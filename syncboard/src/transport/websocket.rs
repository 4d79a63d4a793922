//! WebSocket transport.
//!
//! Opens the connection with `tokio-tungstenite`, splits the stream, and
//! spawns two pump tasks: one forwarding text frames from the socket into the
//! link's inbound queue, one writing the link's outbound frames to the socket.
//! Either side ending tears the other down.

use futures_util::stream::{SplitSink, SplitStream};
use futures_util::{SinkExt, StreamExt};
use tokio::net::TcpStream;
use tokio::sync::mpsc;
use tokio_tungstenite::tungstenite::Message;
use tokio_tungstenite::{MaybeTlsStream, WebSocketStream, connect_async};

use super::{Connector, INBOUND_CAPACITY, Link, TransportError};

/// Type alias for the write half of a WebSocket connection.
type WsSender = SplitSink<WebSocketStream<MaybeTlsStream<TcpStream>>, Message>;

/// Type alias for the read half of a WebSocket connection.
type WsReader = SplitStream<WebSocketStream<MaybeTlsStream<TcpStream>>>;

/// Production connector over `ws://` / `wss://`.
#[derive(Debug, Clone, Copy, Default)]
pub struct WsConnector;

impl Connector for WsConnector {
    async fn open(&self, url: &str) -> Result<Link, TransportError> {
        let (ws_stream, _response) = connect_async(url).await.map_err(|e| {
            tracing::warn!(url, err = %e, "WebSocket connect failed");
            map_ws_connect_error(url, e)
        })?;

        let (ws_sender, ws_reader) = ws_stream.split();
        let (out_tx, out_rx) = mpsc::unbounded_channel();
        let (in_tx, in_rx) = mpsc::channel(INBOUND_CAPACITY);

        tokio::spawn(reader_loop(ws_reader, in_tx));
        tokio::spawn(writer_loop(ws_sender, out_rx));

        tracing::debug!(url, "WebSocket connected");
        Ok(Link {
            outbound: out_tx,
            inbound: in_rx,
        })
    }
}

/// Forwards text frames to the link until the socket or the link closes.
///
/// Binary frames are not part of the protocol and are skipped.
async fn reader_loop(mut ws_reader: WsReader, tx: mpsc::Sender<String>) {
    while let Some(msg_result) = ws_reader.next().await {
        match msg_result {
            Ok(Message::Text(text)) => {
                if tx.send(text.as_str().to_owned()).await.is_err() {
                    // Link dropped by the owner.
                    break;
                }
            }
            Ok(Message::Close(frame)) => {
                tracing::info!(?frame, "WebSocket closed by server");
                break;
            }
            Ok(Message::Binary(data)) => {
                tracing::debug!(len = data.len(), "ignoring binary frame");
            }
            Ok(Message::Ping(_) | Message::Pong(_) | Message::Frame(_)) => {}
            Err(e) => {
                tracing::warn!(err = %e, "WebSocket read error");
                break;
            }
        }
    }
    tracing::debug!("WebSocket reader exiting");
}

/// Writes outbound frames until every sender is dropped, then closes.
async fn writer_loop(mut ws_sender: WsSender, mut rx: mpsc::UnboundedReceiver<String>) {
    while let Some(text) = rx.recv().await {
        if let Err(e) = ws_sender.send(Message::Text(text.into())).await {
            tracing::warn!(err = %e, "WebSocket send failed");
            return;
        }
    }
    let _ = ws_sender.send(Message::Close(None)).await;
    let _ = ws_sender.close().await;
    tracing::debug!("WebSocket writer exiting");
}

/// Map a `tokio_tungstenite` connection error to a [`TransportError`].
fn map_ws_connect_error(url: &str, err: tokio_tungstenite::tungstenite::Error) -> TransportError {
    use tokio_tungstenite::tungstenite::Error as WsError;
    match err {
        WsError::Io(io_err) => {
            if io_err.kind() == std::io::ErrorKind::ConnectionRefused
                || io_err.kind() == std::io::ErrorKind::AddrNotAvailable
            {
                TransportError::Unreachable(url.to_string())
            } else {
                TransportError::Io(io_err)
            }
        }
        WsError::Http(response) => TransportError::Rejected(response.status().as_u16()),
        WsError::ConnectionClosed | WsError::AlreadyClosed => TransportError::ConnectionClosed,
        other => TransportError::Io(std::io::Error::other(format!(
            "WebSocket connection error: {other}"
        ))),
    }
}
★ ★ ★ ★
* Task to complete:
Find the line with "socket into the" in the material above. Reproduce it and each line after it up to and including the line with "async fn reader_loop(mut".

* Answer for the task:
//! spawns two pump tasks: one forwarding text frames from the socket into the
//! link's inbound queue, one writing the link's outbound frames to the socket.
//! Either side ending tears the other down.

use futures_util::stream::{SplitSink, SplitStream};
use futures_util::{SinkExt, StreamExt};
use tokio::net::TcpStream;
use tokio::sync::mpsc;
use tokio_tungstenite::tungstenite::Message;
use tokio_tungstenite::{MaybeTlsStream, WebSocketStream, connect_async};

use super::{Connector, INBOUND_CAPACITY, Link, TransportError};

/// Type alias for the write half of a WebSocket connection.
type WsSender = SplitSink<WebSocketStream<MaybeTlsStream<TcpStream>>, Message>;

/// Type alias for the read half of a WebSocket connection.
type WsReader = SplitStream<WebSocketStream<MaybeTlsStream<TcpStream>>>;

/// Production connector over `ws://` / `wss://`.
#[derive(Debug, Clone, Copy, Default)]
pub struct WsConnector;

impl Connector for WsConnector {
    async fn open(&self, url: &str) -> Result<Link, TransportError> {
        let (ws_stream, _response) = connect_async(url).await.map_err(|e| {
            tracing::warn!(url, err = %e, "WebSocket connect failed");
            map_ws_connect_error(url, e)
        })?;

        let (ws_sender, ws_reader) = ws_stream.split();
        let (out_tx, out_rx) = mpsc::unbounded_channel();
        let (in_tx, in_rx) = mpsc::channel(INBOUND_CAPACITY);

        tokio::spawn(reader_loop(ws_reader, in_tx));
        tokio::spawn(writer_loop(ws_sender, out_rx));

        tracing::debug!(url, "WebSocket connected");
        Ok(Link {
            outbound: out_tx,
            inbound: in_rx,
        })
    }
}

/// Forwards text frames to the link until the socket or the link closes.
///
/// Binary frames are not part of the protocol and are skipped.
async fn reader_loop(mut ws_reader: WsReader, tx: mpsc::Sender<String>) {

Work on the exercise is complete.